++++ Provided data

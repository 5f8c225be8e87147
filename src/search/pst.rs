//! Piece-square tables in centipawns.
//!
//! Each table is laid out as seen from White's side of the board with rank 8
//! on the first row, so Black reads a square's index directly and White reads
//! the rank-mirrored index.

use cozy_chess::{Color, Piece, Square};

#[rustfmt::skip]
const PAWN: [i32; 64] = [
     0,  0,  0,  0,  0,  0,  0,  0,
    50, 50, 50, 50, 50, 50, 50, 50,
    10, 10, 20, 30, 30, 20, 10, 10,
     5,  5, 10, 25, 25, 10,  5,  5,
     0,  0,  0, 20, 20,  0,  0,  0,
     5, -5,-10,  0,  0,-10, -5,  5,
     5, 10, 10,-20,-20, 10, 10,  5,
     0,  0,  0,  0,  0,  0,  0,  0,
];

#[rustfmt::skip]
const KNIGHT: [i32; 64] = [
    -50,-40,-30,-30,-30,-30,-40,-50,
    -40,-20,  0,  0,  0,  0,-20,-40,
    -30,  0, 10, 15, 15, 10,  0,-30,
    -30,  5, 15, 20, 20, 15,  5,-30,
    -30,  0, 15, 20, 20, 15,  0,-30,
    -30,  5, 10, 15, 15, 10,  5,-30,
    -40,-20,  0,  5,  5,  0,-20,-40,
    -50,-40,-30,-30,-30,-30,-40,-50,
];

#[rustfmt::skip]
const BISHOP: [i32; 64] = [
    -20,-10,-10,-10,-10,-10,-10,-20,
    -10,  0,  0,  0,  0,  0,  0,-10,
    -10,  0,  5, 10, 10,  5,  0,-10,
    -10,  5,  5, 10, 10,  5,  5,-10,
    -10,  0, 10, 10, 10, 10,  0,-10,
    -10, 10, 10, 10, 10, 10, 10,-10,
    -10,  5,  0,  0,  0,  0,  5,-10,
    -20,-10,-10,-10,-10,-10,-10,-20,
];

#[rustfmt::skip]
const ROOK: [i32; 64] = [
     0,  0,  0,  0,  0,  0,  0,  0,
     5, 10, 10, 10, 10, 10, 10,  5,
    -5,  0,  0,  0,  0,  0,  0, -5,
    -5,  0,  0,  0,  0,  0,  0, -5,
    -5,  0,  0,  0,  0,  0,  0, -5,
    -5,  0,  0,  0,  0,  0,  0, -5,
    -5,  0,  0,  0,  0,  0,  0, -5,
     0,  0,  0,  5,  5,  0,  0,  0,
];

#[rustfmt::skip]
const QUEEN: [i32; 64] = [
    -20,-10,-10, -5, -5,-10,-10,-20,
    -10,  0,  0,  0,  0,  0,  0,-10,
    -10,  0,  5,  5,  5,  5,  0,-10,
     -5,  0,  5,  5,  5,  5,  0, -5,
      0,  0,  5,  5,  5,  5,  0, -5,
    -10,  5,  5,  5,  5,  5,  0,-10,
    -10,  0,  5,  0,  0,  0,  0,-10,
    -20,-10,-10, -5, -5,-10,-10,-20,
];

#[rustfmt::skip]
const KING: [i32; 64] = [
    -30,-40,-40,-50,-50,-40,-40,-30,
    -30,-40,-40,-50,-50,-40,-40,-30,
    -30,-40,-40,-50,-50,-40,-40,-30,
    -30,-40,-40,-50,-50,-40,-40,-30,
    -20,-30,-30,-40,-40,-30,-30,-20,
    -10,-20,-20,-20,-20,-20,-20,-10,
     20, 20,  0,  0,  0,  0, 20, 20,
     20, 30, 10,  0,  0, 10, 30, 20,
];

pub fn table(piece: Piece) -> &'static [i32; 64] {
    match piece {
        Piece::Pawn => &PAWN,
        Piece::Knight => &KNIGHT,
        Piece::Bishop => &BISHOP,
        Piece::Rook => &ROOK,
        Piece::Queen => &QUEEN,
        Piece::King => &KING,
    }
}

/// Positional bonus for `piece` of `color` standing on `sq`.
#[inline]
pub fn value(piece: Piece, color: Color, sq: Square) -> i32 {
    let idx = sq as usize;
    let idx = if color == Color::White { idx ^ 56 } else { idx };
    table(piece)[idx]
}
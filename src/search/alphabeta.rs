use crate::board::{Move, Position};
use crate::config::{EngineConfig, OrderingPolicy, SearchConfig};
use crate::search::eval::{Evaluator, MATE_SCORE, SCORE_INFINITE};
use crate::search::order::MoveOrderer;

/// The (alpha, beta) pair threaded through the recursion. Alpha is what the
/// maximizer (White) can already guarantee, beta what the minimizer can.
#[derive(Clone, Copy, Debug, PartialEq, Eq)]
pub struct Window {
    pub alpha: i32,
    pub beta: i32,
}

impl Window {
    pub const FULL: Window = Window { alpha: -SCORE_INFINITE, beta: SCORE_INFINITE };

    pub fn new(alpha: i32, beta: i32) -> Self { Self { alpha, beta } }
}

impl Default for Window {
    fn default() -> Self { Self::FULL }
}

#[derive(Default, Debug, Clone, Copy, PartialEq, Eq)]
pub struct SearchStats {
    pub nodes: u64,
    pub cutoffs: u64,
}

/// Fixed-depth minimax searcher with alpha-beta pruning.
///
/// Scores are White-positive throughout: White nodes maximize, Black nodes
/// minimize. The position is mutated in place and every applied move is held
/// by an [`crate::board::Applied`] guard, so it is undone on every exit from
/// the frame that made it, including cutoffs.
#[derive(Clone, Debug)]
pub struct Searcher {
    pub(crate) evaluator: Evaluator,
    pub(crate) orderer: MoveOrderer,
    pub(crate) config: SearchConfig,
    pub(crate) stats: SearchStats,
}

impl Default for Searcher {
    fn default() -> Self { Self::new(EngineConfig::default()) }
}

impl Searcher {
    pub fn new(config: EngineConfig) -> Self {
        Self {
            evaluator: Evaluator::new(config.eval),
            orderer: MoveOrderer::new(config.eval.material, config.search.check_bonus),
            config: config.search,
            stats: SearchStats::default(),
        }
    }

    pub fn evaluator(&self) -> &Evaluator { &self.evaluator }
    pub fn orderer(&self) -> &MoveOrderer { &self.orderer }
    pub fn config(&self) -> &SearchConfig { &self.config }
    pub fn stats(&self) -> SearchStats { self.stats }
    pub fn reset_stats(&mut self) { self.stats = SearchStats::default(); }
    pub fn set_ordering(&mut self, ordering: OrderingPolicy) { self.config.ordering = ordering; }

    /// Static value of a leaf found `ply` plies below the search root. Mate
    /// scores shrink by the distance so that faster mates rank higher.
    pub(crate) fn leaf_value(&self, pos: &Position, ply: u32) -> i32 {
        let v = self.evaluator.evaluate(pos);
        let ply = ply as i32;
        if v == MATE_SCORE {
            v - ply
        } else if v == -MATE_SCORE {
            v + ply
        } else {
            v
        }
    }

    /// Arranges a node's moves according to the configured policy. Ranking is
    /// always applied at the root and at nodes wider than the threshold.
    pub(crate) fn arrange(&self, pos: &mut Position, mut moves: Vec<Move>, root: bool) -> Vec<Move> {
        match self.config.ordering {
            OrderingPolicy::Heuristic if root || moves.len() > self.config.order_threshold => {
                self.orderer.order(pos, moves)
            }
            OrderingPolicy::Heuristic | OrderingPolicy::Generation => moves,
            OrderingPolicy::Reversed => {
                moves.reverse();
                moves
            }
        }
    }

    /// Value of the subtree under `pos` searched `depth` plies deep.
    pub fn alphabeta(&mut self, pos: &mut Position, depth: u32, window: Window, maximizing: bool, ply: u32) -> i32 {
        self.stats.nodes += 1;
        if depth == 0 {
            return self.leaf_value(pos, ply);
        }
        let moves = pos.legal_moves();
        if moves.is_empty() || pos.draw_rule().is_some() {
            return self.leaf_value(pos, ply);
        }
        let moves = self.arrange(pos, moves, false);

        let Window { mut alpha, mut beta } = window;
        if maximizing {
            let mut best = -SCORE_INFINITE;
            for mv in moves {
                let score = {
                    let mut child = pos.apply(mv);
                    self.alphabeta(&mut child, depth - 1, Window { alpha, beta }, false, ply + 1)
                };
                best = best.max(score);
                alpha = alpha.max(best);
                if alpha >= beta {
                    self.stats.cutoffs += 1;
                    break;
                }
            }
            best
        } else {
            let mut best = SCORE_INFINITE;
            for mv in moves {
                let score = {
                    let mut child = pos.apply(mv);
                    self.alphabeta(&mut child, depth - 1, Window { alpha, beta }, true, ply + 1)
                };
                best = best.min(score);
                beta = beta.min(best);
                if beta <= alpha {
                    self.stats.cutoffs += 1;
                    break;
                }
            }
            best
        }
    }
}
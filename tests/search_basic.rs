use pretty_assertions::assert_eq;
use plywood::{Position, Searcher};

#[test]
fn search_returns_legal_move_startpos() {
    let mut pos = Position::startpos();
    let legal: Vec<String> = pos.legal_moves().iter().map(|m| m.to_string()).collect();
    let mut searcher = Searcher::default();
    let res = searcher.search(&mut pos, 2);
    let bm = res.best_move.expect("expected a best move at depth 2");
    assert!(legal.contains(&bm.to_string()), "{bm} not in legal list");
    assert_eq!(res.depth, 2);
    assert!(res.nodes > 20);
}

#[test]
fn search_is_deterministic() {
    let fen = "r1bqkbnr/pppp1ppp/2n5/4p3/4P3/5N2/PPPP1PPP/RNBQKB1R w KQkq - 2 3";
    let run = || {
        let mut pos = Position::from_fen(fen).unwrap();
        Searcher::default().search(&mut pos, 2)
    };
    assert_eq!(run(), run());
}

#[test]
fn search_leaves_position_unchanged() {
    let mut pos = Position::from_fen("r3k2r/p1ppqpb1/bn2pnp1/3PN3/1p2P3/2N2Q1p/PPPBBPPP/R3K2R w KQkq - 0 1").unwrap();
    let before = (pos.fen(), pos.hash());
    Searcher::default().search(&mut pos, 2);
    assert_eq!((pos.fen(), pos.hash()), before);
    assert_eq!(pos.history_len(), 0);
}

#[test]
fn depth_is_clamped_to_ceiling() {
    let mut pos = Position::from_fen("4k3/8/8/8/8/8/8/R3K3 w - - 0 1").unwrap();
    let mut searcher = Searcher::default();
    assert_eq!(searcher.search(&mut pos, 9).depth, plywood::config::MAX_SEARCH_DEPTH);
    assert_eq!(searcher.search(&mut pos, 0).depth, 1);
    assert_eq!(searcher.clamp_depth(3), 3);
}

#[test]
fn search_prefers_winning_queen_capture() {
    // Qe2xd2 wins the only black piece besides the king.
    let mut pos = Position::from_fen("k7/8/8/8/8/8/3qQ3/7K w - - 0 1").unwrap();
    let mut searcher = Searcher::default();
    for depth in 1..=2 {
        let bm = searcher.best_move(&mut pos, depth).expect("expected a best move");
        assert_eq!(bm.to_string(), "e2d2", "depth {depth}");
    }
}

#[test]
fn black_minimizes() {
    // Mirror of the capture above with Black to move.
    let mut pos = Position::from_fen("7k/3qQ3/8/8/8/8/8/K7 b - - 0 1").unwrap();
    let res = Searcher::default().search(&mut pos, 1);
    assert_eq!(res.best_move.map(|m| m.to_string()).as_deref(), Some("d7e7"));
    assert!(res.score < -500, "score {}", res.score);
}

#[test]
fn equal_root_values_keep_the_ranked_head() {
    use plywood::{EngineConfig, MoveOrderer, OrderingPolicy};
    // Bare kings: every reply is drawn, so every root move is worth exactly 0.
    let fen = "8/8/4k3/8/8/3K4/8/8 w - - 0 1";
    let mut cfg = EngineConfig::default();
    cfg.eval.mobility_weight = 0;
    let mut pos = Position::from_fen(fen).unwrap();
    let moves = pos.legal_moves();
    assert!(moves.len() > 1);
    let head = MoveOrderer::default().order(&mut pos, moves.clone())[0];

    let mut searcher = Searcher::new(cfg);
    let res = searcher.search(&mut pos, 1);
    assert_eq!(res.score, 0);
    assert_eq!(res.best_move, Some(head));

    // Reversing the list changes which move is first; the tie still goes to it.
    searcher.set_ordering(OrderingPolicy::Reversed);
    let res = searcher.search(&mut pos, 2);
    assert_eq!(res.score, 0);
    assert_eq!(res.best_move, moves.last().copied());
}
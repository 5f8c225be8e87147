use crate::board::Position;
use crate::config::EngineConfig;
use crate::search::eval::MATE_BAND;
use crate::search::{Searcher, MATE_SCORE};
use cozy_chess::Color;
use log::warn;
use std::io::{self, BufRead, Write};

pub const DEFAULT_GO_DEPTH: u32 = 3;

/// Minimal UCI front-end: `position` and `go depth N` drive the searcher.
pub struct UciEngine {
    pos: Position,
    searcher: Searcher,
}

impl Default for UciEngine {
    fn default() -> Self { Self::new(EngineConfig::default()) }
}

impl UciEngine {
    pub fn new(config: EngineConfig) -> Self {
        Self { pos: Position::startpos(), searcher: Searcher::new(config) }
    }

    pub fn position(&self) -> &Position { &self.pos }

    fn cmd_uci<W: Write>(&self, out: &mut W) -> io::Result<()> {
        writeln!(out, "id name Plywood {}", env!("CARGO_PKG_VERSION"))?;
        writeln!(out, "id author Plywood Team")?;
        writeln!(out, "uciok")
    }

    fn cmd_position(&mut self, args: &str) {
        // Supports: 'position startpos [moves ...]' and 'position fen <fen> [moves ...]'
        let mut tokens = args.split_whitespace();
        let base = match tokens.next() {
            Some("startpos") => Position::startpos(),
            Some("fen") => {
                let fen_fields: Vec<&str> = tokens.by_ref().take_while(|t| *t != "moves").collect();
                match Position::from_fen(&fen_fields.join(" ")) {
                    Ok(p) => p,
                    Err(e) => { warn!("{e}"); return; }
                }
            }
            _ => { warn!("unsupported position command: {args}"); return; }
        };
        let mut pos = base;
        for tok in tokens.filter(|t| *t != "moves") {
            if let Err(e) = pos.make_move_uci(tok) {
                warn!("{e}; ignoring position command");
                return;
            }
        }
        self.pos = pos;
    }

    fn cmd_go<W: Write>(&mut self, args: &str, out: &mut W) -> io::Result<()> {
        // Support minimal: go depth N (other limits fall back to the default depth)
        let mut depth = DEFAULT_GO_DEPTH;
        let mut tokens = args.split_whitespace();
        while let Some(tok) = tokens.next() {
            if tok == "depth" {
                if let Some(d) = tokens.next().and_then(|s| s.parse::<u32>().ok()) { depth = d; }
            }
        }
        let res = self.searcher.search(&mut self.pos, depth);
        let Some(best) = res.best_move else {
            return writeln!(out, "bestmove 0000");
        };
        let stm_score = if self.pos.side_to_move() == Color::White { res.score } else { -res.score };
        writeln!(out, "info depth {} score {} nodes {} pv {}", res.depth, uci_score(stm_score), res.nodes, best)?;
        writeln!(out, "bestmove {best}")
    }

    /// Handles one command line; returns `false` on `quit`.
    pub fn handle_line<W: Write>(&mut self, line: &str, out: &mut W) -> io::Result<bool> {
        let line = line.trim();
        match line {
            "" => {}
            "uci" => self.cmd_uci(out)?,
            "isready" => writeln!(out, "readyok")?,
            "ucinewgame" => self.pos = Position::startpos(),
            "quit" => return Ok(false),
            "stop" => {}
            _ => {
                if let Some(rest) = line.strip_prefix("position ") {
                    self.cmd_position(rest);
                } else if line == "go" {
                    self.cmd_go("", out)?;
                } else if let Some(rest) = line.strip_prefix("go ") {
                    self.cmd_go(rest, out)?;
                } else {
                    warn!("unknown command: {line}");
                }
            }
        }
        out.flush()?;
        Ok(true)
    }

    pub fn run<R: BufRead, W: Write>(&mut self, input: R, out: &mut W) -> io::Result<()> {
        for line in input.lines() {
            if !self.handle_line(&line?, out)? { break; }
        }
        Ok(())
    }

    pub fn run_loop(&mut self) -> io::Result<()> {
        let stdin = io::stdin();
        let stdout = io::stdout();
        self.run(stdin.lock(), &mut stdout.lock())
    }
}

/// Formats a side-to-move score as `cp N` or `mate N` (in moves).
pub fn uci_score(score: i32) -> String {
    let dist = MATE_SCORE - score.abs();
    if (0..=MATE_BAND).contains(&dist) {
        let moves = (dist + 1) / 2;
        if score > 0 { format!("mate {moves}") } else { format!("mate -{moves}") }
    } else {
        format!("cp {score}")
    }
}
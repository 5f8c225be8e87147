use plywood::perft::{divide, perft};
use plywood::Position;

#[test]
fn perft_startpos_small_depths() {
    let mut pos = Position::startpos();
    assert_eq!(perft(&mut pos, 1), 20);
    assert_eq!(perft(&mut pos, 2), 400);
    assert_eq!(perft(&mut pos, 3), 8902);
    assert_eq!(pos.history_len(), 0);
}

#[test]
fn perft_kiwipete() {
    let mut pos = Position::from_fen("r3k2r/p1ppqpb1/bn2pnp1/3PN3/1p2P3/2N2Q1p/PPPBBPPP/R3K2R w KQkq - 0 1").unwrap();
    assert_eq!(perft(&mut pos, 1), 48);
    assert_eq!(perft(&mut pos, 2), 2039);
}

#[test]
fn perft_endgame_position() {
    let mut pos = Position::from_fen("8/2p5/3p4/KP5r/1R3p1k/8/4P1P1/8 w - - 0 1").unwrap();
    assert_eq!(perft(&mut pos, 1), 14);
    assert_eq!(perft(&mut pos, 2), 191);
    assert_eq!(perft(&mut pos, 3), 2812);
}

#[test]
fn divide_covers_every_root_move() {
    let mut pos = Position::startpos();
    let split = divide(&mut pos, 2);
    assert_eq!(split.len(), 20);
    assert!(split.iter().all(|(_, n)| *n == 20));
}

#[test]
#[ignore]
fn perft_startpos_depth_four() {
    let mut pos = Position::startpos();
    assert_eq!(perft(&mut pos, 4), 197281);
}
use pretty_assertions::assert_eq;
use plywood::uci::UciEngine;
use plywood::Position;

fn send(engine: &mut UciEngine, lines: &[&str]) -> String {
    let mut out = Vec::new();
    for l in lines {
        engine.handle_line(l, &mut out).unwrap();
    }
    String::from_utf8(out).unwrap()
}

#[test]
fn handshake() {
    let mut e = UciEngine::default();
    let out = send(&mut e, &["uci", "isready"]);
    assert!(out.contains("uciok"));
    assert!(out.trim_end().ends_with("readyok"));
}

#[test]
fn position_startpos_with_moves() {
    let mut e = UciEngine::default();
    send(&mut e, &["position startpos moves e2e4 e7e5 g1f3"]);
    let mut expect = Position::startpos();
    for m in ["e2e4", "e7e5", "g1f3"] { expect.make_move_uci(m).unwrap(); }
    assert_eq!(e.position().fen(), expect.fen());
}

#[test]
fn position_fen_applies_moves_to_that_fen() {
    let mut e = UciEngine::default();
    send(&mut e, &["position fen r3k2r/8/8/8/8/8/8/R3K2R w KQkq - 0 1 moves e1g1 e8c8"]);
    assert!(e.position().fen().starts_with("2kr3r/8/8/8/8/8/8/R4RK1 w"));
}

#[test]
fn bad_position_command_keeps_previous_position() {
    let mut e = UciEngine::default();
    send(&mut e, &["position startpos moves e2e4", "position startpos moves e2e5"]);
    assert!(e.position().fen().starts_with("rnbqkbnr/pppppppp/8/8/4P3/8/PPPP1PPP/RNBQKBNR b"));
}

#[test]
fn go_reports_mate_and_bestmove() {
    let mut e = UciEngine::default();
    let out = send(&mut e, &["position fen r5k1/8/8/8/8/8/5PPP/6K1 b - - 0 1", "go depth 2"]);
    assert!(out.contains("score mate 1"), "{out}");
    assert!(out.trim_end().ends_with("bestmove a8a1"), "{out}");
}

#[test]
fn go_without_moves_reports_null_move() {
    let mut e = UciEngine::default();
    let out = send(&mut e, &["position fen k7/8/1Q6/8/8/8/8/7K b - - 0 1", "go depth 3"]);
    assert_eq!(out.trim(), "bestmove 0000");
}

#[test]
fn quit_stops_the_loop() {
    let mut e = UciEngine::default();
    let input = "isready\nquit\nisready\n";
    let mut out = Vec::new();
    e.run(input.as_bytes(), &mut out).unwrap();
    assert_eq!(String::from_utf8(out).unwrap().matches("readyok").count(), 1);
}

#[test]
fn go_needs_a_word_boundary() {
    let mut e = UciEngine::default();
    assert_eq!(send(&mut e, &["gofoo", "godepth 1"]), "");
    let out = send(&mut e, &["go"]);
    assert!(out.contains("bestmove "), "{out}");
}
use cozy_chess::{Board, Color, File, Piece, Square};
use std::fmt;

/// A legal move annotated with the moving and captured pieces.
///
/// Produced only by [`crate::board::Position::legal_moves`]; the raw
/// cozy-chess move is kept for replay against the same position.
#[derive(Clone, Copy, Debug, PartialEq, Eq, Hash)]
pub struct Move {
    raw: cozy_chess::Move,
    piece: Piece,
    captured: Option<Piece>,
    castle: bool,
}

pub(crate) fn opponent(color: Color) -> Color {
    if color == Color::White { Color::Black } else { Color::White }
}

impl Move {
    pub(crate) fn annotate(board: &Board, raw: cozy_chess::Move, piece: Piece) -> Self {
        let us = board.side_to_move();
        let target = board.color_on(raw.to);
        // cozy-chess encodes castling as the king capturing its own rook
        let castle = piece == Piece::King && target == Some(us);
        let captured = if target == Some(opponent(us)) {
            board.piece_on(raw.to)
        } else if piece == Piece::Pawn && raw.from.file() != raw.to.file() {
            // en passant
            Some(Piece::Pawn)
        } else {
            None
        };
        Self { raw, piece, captured, castle }
    }

    pub fn raw(&self) -> cozy_chess::Move { self.raw }
    pub fn from(&self) -> Square { self.raw.from }

    /// Square the moving piece lands on (the king's square for castling).
    pub fn to(&self) -> Square {
        if self.castle {
            let file = if (self.raw.to.file() as usize) > (self.raw.from.file() as usize) { File::G } else { File::C };
            Square::new(file, self.raw.from.rank())
        } else {
            self.raw.to
        }
    }

    pub fn promotion(&self) -> Option<Piece> { self.raw.promotion }
    pub fn piece(&self) -> Piece { self.piece }
    pub fn captured(&self) -> Option<Piece> { self.captured }
    pub fn is_capture(&self) -> bool { self.captured.is_some() }
    pub fn is_castle(&self) -> bool { self.castle }
}

fn promotion_char(piece: Piece) -> char {
    match piece {
        Piece::Knight => 'n',
        Piece::Bishop => 'b',
        Piece::Rook => 'r',
        _ => 'q',
    }
}

/// Standard UCI notation (`e1g1` for castling, `e7e8q` for promotions).
impl fmt::Display for Move {
    fn fmt(&self, f: &mut fmt::Formatter<'_>) -> fmt::Result {
        write!(f, "{}{}", self.from(), self.to())?;
        if let Some(p) = self.promotion() {
            write!(f, "{}", promotion_char(p))?;
        }
        Ok(())
    }
}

++++++++

[Work to be completed] Scan the data above and report each line in which "input" is present.

[Result of the task]
    pub fn run<R: BufRead, W: Write>(&mut self, input: R, out: &mut W) -> io::Result<()> {
        for line in input.lines() {
    let input = "isready\nquit\nisready\n";
    e.run(input.as_bytes(), &mut out).unwrap();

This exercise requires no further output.